The effects of your drinking
When you drink too much it often causes a number of problems for your family, relationships and friends.
- If you drink to deal with stress, the drinking can make the situation worse. It's a vicious cycle.
- Your friends don't know how you are going to behave next, which causes tension and uncertainty for those close to you.
- Communicating with you can become difficult.
- Your life can start to revolve around the drinking.
- Those close to you can feel ashamed of your behaviour and become cut off because of it.
- Practical difficulties may include accidents, money, sexual, legal and health problems. Some of these - for example, sexual problems or incontinence - may be embarrassing to talk about.
- Children may understand more about what is going on than you realise, and this can be reflected in the way they behave.
- If you stop taking responsibility for things like paying bills or doing household jobs, other family members may take these tasks over.

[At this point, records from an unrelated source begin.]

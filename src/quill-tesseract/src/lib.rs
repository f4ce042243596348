//! quill-tesseract - Tesseract engine bridge for Quill
//!
//! Exposes the C-ABI initialization entry point that foreign callers link
//! against, plus a safe Rust wrapper that owns an engine handle and funnels
//! initialization through the same path. The engine library itself is an
//! external collaborator reached through its C API; this crate performs no
//! OCR of its own.

mod bridge;
mod config;
mod engine;
mod error;
pub mod ffi;

#[cfg(test)]
mod fake_engine;

pub use bridge::TessBaseAPI_CustomInitStub;
pub use config::{EngineConfig, EngineMode, ModelSource};
pub use engine::Engine;
pub use error::{OcrError, Result};

/// Initialize an engine with default settings.
pub fn create_engine() -> Result<Engine> {
    Engine::with_defaults()
}

/// Initialize an engine for a specific language tag (e.g. "eng", "eng+deu").
pub fn create_engine_with_language(tag: &str) -> Result<Engine> {
    Engine::with_language(tag)
}
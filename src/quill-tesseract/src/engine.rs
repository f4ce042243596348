//! Safe wrapper around a Tesseract engine handle.
//!
//! Owns handle creation and teardown and funnels initialization through the
//! same C-ABI path exported to foreign callers.

use std::ffi::{CStr, CString};
use std::os::raw::{c_char, c_int};
use std::ptr::{self, NonNull};

use tracing::{debug, warn};

use crate::bridge::TessBaseAPI_CustomInitStub;
use crate::config::{EngineConfig, EngineMode, ModelSource};
use crate::error::{OcrError, Result};
use crate::ffi::{self, TessBaseApi};

/// An owned, initialized Tesseract engine instance.
///
/// The handle is exclusively owned. The engine is not reentrant, so the
/// wrapper hands out no aliasing access and is deliberately not `Sync`;
/// callers wanting parallel initialization use one `Engine` per thread.
pub struct Engine {
    handle: NonNull<TessBaseApi>,
}

impl Engine {
    /// Create an engine handle and initialize it from `config`.
    pub fn new(config: &EngineConfig) -> Result<Self> {
        debug!("creating engine handle");
        let raw = unsafe { ffi::TessBaseAPICreate() };
        let handle = NonNull::new(raw).ok_or(OcrError::CreateFailed)?;
        let mut engine = Self { handle };
        engine.init(config)?;
        Ok(engine)
    }

    /// Engine with entirely default initialization.
    pub fn with_defaults() -> Result<Self> {
        Self::new(&EngineConfig::default())
    }

    /// Engine for a specific language tag (e.g. "eng", "eng+fra").
    pub fn with_language(tag: &str) -> Result<Self> {
        Self::new(&EngineConfig::with_language(tag))
    }

    /// Re-run initialization on the live handle.
    ///
    /// The engine treats this as a full re-initialization: the outcome
    /// reflects only `config`, not any earlier state.
    pub fn reinit(&mut self, config: &EngineConfig) -> Result<()> {
        self.init(config)
    }

    fn init(&mut self, config: &EngineConfig) -> Result<()> {
        let language = match &config.language {
            Some(tag) => Some(CString::new(tag.as_str())?),
            None => None,
        };
        let language_ptr = language.as_ref().map_or(ptr::null(), |tag| tag.as_ptr());

        let (data_ptr, data_size) = match &config.model {
            ModelSource::SearchPath => (ptr::null(), 0),
            ModelSource::Memory(blob) => {
                (blob.as_ptr() as *const c_char, blob.len() as c_int)
            }
        };

        // The engine does not retain the config strings; they only have to
        // outlive the call itself.
        let config_files = config
            .config_files
            .iter()
            .map(|path| {
                let path_str = path
                    .to_str()
                    .ok_or_else(|| OcrError::ConfigPath(path.clone()))?;
                Ok(CString::new(path_str)?)
            })
            .collect::<Result<Vec<CString>>>()?;
        let mut config_ptrs: Vec<*mut c_char> = config_files
            .iter()
            .map(|file| file.as_ptr() as *mut c_char)
            .collect();
        let configs_ptr = if config_ptrs.is_empty() {
            ptr::null_mut()
        } else {
            config_ptrs.as_mut_ptr()
        };

        debug!(
            language = config.language.as_deref().unwrap_or("<engine default>"),
            mode = config.mode.as_raw(),
            config_files = config.config_files.len(),
            "initializing engine"
        );

        let status = unsafe {
            TessBaseAPI_CustomInitStub(
                self.handle.as_ptr().cast(),
                data_ptr,
                data_size,
                language_ptr,
                config.mode.as_raw(),
                configs_ptr,
                config_ptrs.len() as c_int,
                config.set_only_non_debug_params,
            )
        };
        if status != 0 {
            warn!(status, "engine initialization failed");
            return Err(OcrError::InitFailed(status));
        }
        Ok(())
    }

    /// Set an engine variable on the initialized handle.
    pub fn set_variable(&mut self, name: &str, value: &str) -> Result<()> {
        let c_name = CString::new(name)?;
        let c_value = CString::new(value)?;
        let accepted = unsafe {
            ffi::TessBaseAPISetVariable(self.handle.as_ptr(), c_name.as_ptr(), c_value.as_ptr())
        };
        if accepted == ffi::TESS_FALSE {
            return Err(OcrError::VariableRejected(name.to_string()));
        }
        Ok(())
    }

    /// Read back an integer variable, if the engine knows it.
    pub fn int_variable(&self, name: &str) -> Result<Option<i32>> {
        let c_name = CString::new(name)?;
        let mut value: c_int = 0;
        let found = unsafe {
            ffi::TessBaseAPIGetIntVariable(self.handle.as_ptr(), c_name.as_ptr(), &mut value)
        };
        Ok((found == ffi::TESS_TRUE).then_some(value))
    }

    /// The languages the handle was last initialized with, as the engine
    /// reports them.
    pub fn init_languages(&self) -> String {
        let raw = unsafe { ffi::TessBaseAPIGetInitLanguagesAsString(self.handle.as_ptr()) };
        if raw.is_null() {
            return String::new();
        }
        unsafe { CStr::from_ptr(raw) }.to_string_lossy().into_owned()
    }

    /// The recognition mode the handle is currently using.
    pub fn mode(&self) -> Result<EngineMode> {
        let raw = unsafe { ffi::TessBaseAPIOem(self.handle.as_ptr()) };
        EngineMode::try_from(raw)
    }
}

impl Drop for Engine {
    fn drop(&mut self) {
        unsafe { ffi::TessBaseAPIDelete(self.handle.as_ptr()) };
    }
}
use std::ffi::NulError;
use std::path::PathBuf;
use thiserror::Error;

#[derive(Error, Debug)]
pub enum OcrError {
    #[error("failed to create engine handle")]
    CreateFailed,

    #[error("engine initialization failed with status {0}")]
    InitFailed(i32),

    #[error("invalid engine mode value: {0}")]
    InvalidMode(u32),

    #[error("engine rejected variable '{0}'")]
    VariableRejected(String),

    #[error("string contains an interior nul byte: {0}")]
    Nul(#[from] NulError),

    #[error("config file path is not representable at the C boundary: {0:?}")]
    ConfigPath(PathBuf),
}

pub type Result<T> = std::result::Result<T, OcrError>;
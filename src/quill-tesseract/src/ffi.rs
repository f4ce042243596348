//! Raw declarations for the Tesseract C API surface this crate touches.
//!
//! The engine library is supplied by the final link; nothing here is
//! implemented on the Rust side outside of test builds, where
//! `crate::fake_engine` provides the symbols.

#![allow(non_snake_case)]

use std::os::raw::{c_char, c_int, c_uint};

/// Opaque Tesseract engine handle (`TessBaseAPI` in the C API).
///
/// Created and destroyed through the engine's own routines; this crate only
/// ever borrows it across single calls.
#[repr(C)]
pub struct TessBaseApi {
    _private: [u8; 0],
}

/// Native engine-mode enumeration (`TessOcrEngineMode`).
///
/// The integer layout must match the engine's enum ordinals exactly.
pub type TessOcrEngineMode = c_uint;

/// Legacy character classifier only.
pub const OEM_TESSERACT_ONLY: TessOcrEngineMode = 0;
/// Neural-net LSTM recognizer only.
pub const OEM_LSTM_ONLY: TessOcrEngineMode = 1;
/// Both recognizers, combined output.
pub const OEM_TESSERACT_LSTM_COMBINED: TessOcrEngineMode = 2;
/// Whatever the loaded model declares as its default.
pub const OEM_DEFAULT: TessOcrEngineMode = 3;

/// C-style boolean as used by the Tesseract C API.
pub type TessBool = c_int;

pub const TESS_TRUE: TessBool = 1;
pub const TESS_FALSE: TessBool = 0;

extern "C" {
    pub fn TessBaseAPICreate() -> *mut TessBaseApi;

    pub fn TessBaseAPIDelete(handle: *mut TessBaseApi);

    pub fn TessBaseAPIInit5(
        handle: *mut TessBaseApi,
        data: *const c_char,
        data_size: c_int,
        language: *const c_char,
        mode: TessOcrEngineMode,
        configs: *mut *mut c_char,
        configs_size: c_int,
        vars_vec: *mut *mut c_char,
        vars_values: *mut *mut c_char,
        vars_vec_size: usize,
        set_only_non_debug_params: TessBool,
    ) -> c_int;

    pub fn TessBaseAPISetVariable(
        handle: *mut TessBaseApi,
        name: *const c_char,
        value: *const c_char,
    ) -> TessBool;

    pub fn TessBaseAPIGetIntVariable(
        handle: *const TessBaseApi,
        name: *const c_char,
        value: *mut c_int,
    ) -> TessBool;

    pub fn TessBaseAPIGetInitLanguagesAsString(handle: *const TessBaseApi) -> *const c_char;

    pub fn TessBaseAPIOem(handle: *const TessBaseApi) -> TessOcrEngineMode;
}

This can lead to resentment on both sides.
- There may be frequent arguments and violence towards those around you.
This information is for people who want to ease up on their drinking so that they can drink in a way that doesn't cause harm to themselves or others.
It's often very hard to know you are drinking too much because your alcohol consumption has become a habit. Habits are unconscious and that means you aren't aware you are doing it. To change your drinking habit you first have to recognise it. Once you understand it's happening, you can begin to plan to change it.
So, to make a real change to the way you drink follow these steps; measure how much you drink and when, identify your trouble-spots and plan how to deal with them.
Record your drinking
The first step in cutting down your drinking is to start what is called self-monitoring. Self-monitoring simply means watching yourself and keeping a diary of when, where and exactly how much you drink.
From today, note down every time you drink. Fill in your entries in your diary as soon after drinking as possible, otherwise you might forget to record all of your drinking. Also record the consequences of your drinking.
By keeping a drinking diary you will start to notice how much you drink, what is happening when you drink, and be able to monitor how well you are doing at easing up on your drinking.
Learning when you are at a higher risk of habitual behaviour will help you deal with the most severe problems.
To do that review your diary and see if you can find times when:
- you drink more than you meant to
- you regretted how much you drank the day before
- your drinking got you into trouble.
If you find them, you need to figure out whether there is any particular pattern to the occasions it happened. For example, ask yourself:
- Who was I with?
- Where was I?
- How was I feeling at the beginning of the night?
- Did how I was feeling change during my drinking?
- What was going on for me at the time?
- Was I stressed or anxious about something?
Look for anything which distinguished those drinking occasions. Identifying these will help you avoid them in the future, or plan to deal with them better.
Make a plan
Now you know when you are most likely to have a problem with your drinking, you can make a conscious effort to stop it happening. The best way to do that is have a plan in place before you start drinking. Answer these questions:
- How much do you plan to drink? "I plan to drink six standard drinks (three pints/handles) tonight."
- How long do you intend to drink for? "I will go out at 8.30pm and come back at 11pm."
- What can you do to help yourself stick to your plan?
- Think of someone who will support you in your plan and enlist their support.
Now you can work out how long each drink must last "One pint must last 2½ hours divided by three, which roughly equals 1 pint every 50 minutes."
That might sound like a long time but you can use the tips on the how to ease up page to make them last that long.